Project: YA House
Architects: Kubota Architect Atelier
Location: Nishinomiya, Japan
Area: 9,558 sf (site), 2,572 sf (floor)
Photographs by: Courtesy of Kubota Architect Atelier
The YA House is a brightly colored modern residence placed on a sloping site on a Japanese mountain in the Hyogo prefecture. It was designed by Kubota Architect Atelier who have utilized 6 intersecting concrete planes to form the contemporary home that separates it from the rest of the neighborhood.
Sandwiched between those planes is a white and bright minimalist dwelling in the hiding. But all of that concrete doesn’t prevent its windows of framing breathtaking views.
Space for freedom and liberating minds: all architecture exists for that. The residence is located in Hyogo Prefecture of Japan. It sits near the peak of a mountain where picturesque residences blend into nature from long ago. The sloped site, which was cut through the mountain, spins a supreme world of trees and greenery spreading nearby, endlessly extending blue sky, refreshing wind that quivers the surrounding and filled with bright light.

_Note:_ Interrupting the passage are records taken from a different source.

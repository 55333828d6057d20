//! Schnorr signatures over Ristretto255.
//!
//! Classic `(R, s)` form: challenge `c = H512(R || P || msg)` reduced to a
//! scalar, accept iff `s*G == R + c*P`. Verification is pure.

use crate::errors::CryptoError;
use crate::keys::{PublicKey, SchnorrKeyPair};
use curve25519_dalek::constants::RISTRETTO_BASEPOINT_POINT;
use curve25519_dalek::ristretto::{CompressedRistretto, RistrettoPoint};
use curve25519_dalek::scalar::Scalar;
use serde::{Deserialize, Serialize};
use sha2::{Digest, Sha512};

/// Schnorr signature: commitment point and response scalar.
#[derive(Clone, Copy, PartialEq, Eq, Debug, Serialize, Deserialize)]
pub struct SchnorrSignature {
    r: [u8; 32],
    s: [u8; 32],
}

impl SchnorrSignature {
    pub fn to_bytes(&self) -> [u8; 64] {
        let mut out = [0u8; 64];
        out[..32].copy_from_slice(&self.r);
        out[32..].copy_from_slice(&self.s);
        out
    }

    pub fn from_bytes(bytes: &[u8; 64]) -> Self {
        let mut r = [0u8; 32];
        let mut s = [0u8; 32];
        r.copy_from_slice(&bytes[..32]);
        s.copy_from_slice(&bytes[32..]);
        Self { r, s }
    }
}

fn challenge(r: &[u8; 32], public: &PublicKey, msg: &[u8]) -> Scalar {
    let mut h = Sha512::new();
    h.update(b"identity-schnorr-v1");
    h.update(r);
    h.update(public.as_bytes());
    h.update(msg);
    Scalar::from_hash(h)
}

impl SchnorrKeyPair {
    /// Sign a message with a fresh random commitment.
    pub fn sign(&self, msg: &[u8]) -> SchnorrSignature {
        let k = Scalar::random(&mut rand::thread_rng());
        let r_point = RISTRETTO_BASEPOINT_POINT * k;
        let r = r_point.compress().to_bytes();
        let c = challenge(&r, &self.public(), msg);
        let s = k + c * self.secret();
        SchnorrSignature { r, s: s.to_bytes() }
    }
}

/// Verify a Schnorr signature against a public key.
pub fn schnorr_verify(
    public: &PublicKey,
    msg: &[u8],
    sig: &SchnorrSignature,
) -> Result<(), CryptoError> {
    let r_point: RistrettoPoint = CompressedRistretto(sig.r)
        .decompress()
        .ok_or(CryptoError::SignatureInvalid)?;
    let s: Option<Scalar> = Scalar::from_canonical_bytes(sig.s).into();
    let s = s.ok_or(CryptoError::SignatureInvalid)?;
    let p = public.point()?;

    let c = challenge(&sig.r, public, msg);
    if RISTRETTO_BASEPOINT_POINT * s == r_point + p * c {
        Ok(())
    } else {
        Err(CryptoError::SignatureInvalid)
    }
}
//! BLAKE3 hashing for data records and block payloads.

use blake3::Hasher;

/// BLAKE3 hash output (256-bit).
pub type Hash = [u8; 32];

/// Stateful BLAKE3 hasher for structures hashed field by field.
pub struct Blake3Hasher {
    inner: Hasher,
}

impl Blake3Hasher {
    pub fn new() -> Self {
        Self {
            inner: Hasher::new(),
        }
    }

    /// Update with data.
    pub fn update(&mut self, data: &[u8]) -> &mut Self {
        self.inner.update(data);
        self
    }

    /// Finalize and return the hash.
    pub fn finalize(&self) -> Hash {
        *self.inner.finalize().as_bytes()
    }
}

impl Default for Blake3Hasher {
    fn default() -> Self {
        Self::new()
    }
}

/// Hash data with BLAKE3 (one-shot).
pub fn hash(data: &[u8]) -> Hash {
    *blake3::hash(data).as_bytes()
}

/// Hash several inputs as one stream.
pub fn hash_all(inputs: &[&[u8]]) -> Hash {
    let mut hasher = Blake3Hasher::new();
    for input in inputs {
        hasher.update(input);
    }
    hasher.finalize()
}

It was attempted to tie the blessings of the rich nature to daily lives and enlarge joy of living by permeating them into deep down minds. Two vertical walls and four horizontal slabs are configured towards the slope and spaces for living are created between them.
Each space is different in relation to nature and the difference senses us the latent infinity of nature. Furthermore, the boundary between nature and architecture, that is, the edge of the slabs and the walls that define space are scraped off. As one side is bare concrete and the other side is all painted in white, materiality and massiveness is lost and only the meaning as surface remains. Such highly abstract six walls and slabs let the spaces created between them to shift from concrete to abstract and reveal `empty’ world where nothing exists.
Perfectly unfilled `empty’ world is where only mutable nature and ambiguous mind in reality exist and everything stimulates abstract interrelationship and blends into one. Thus, minds assimilate infinity of nature, are liberated intensely and find great pleasure in life proceeding with nature.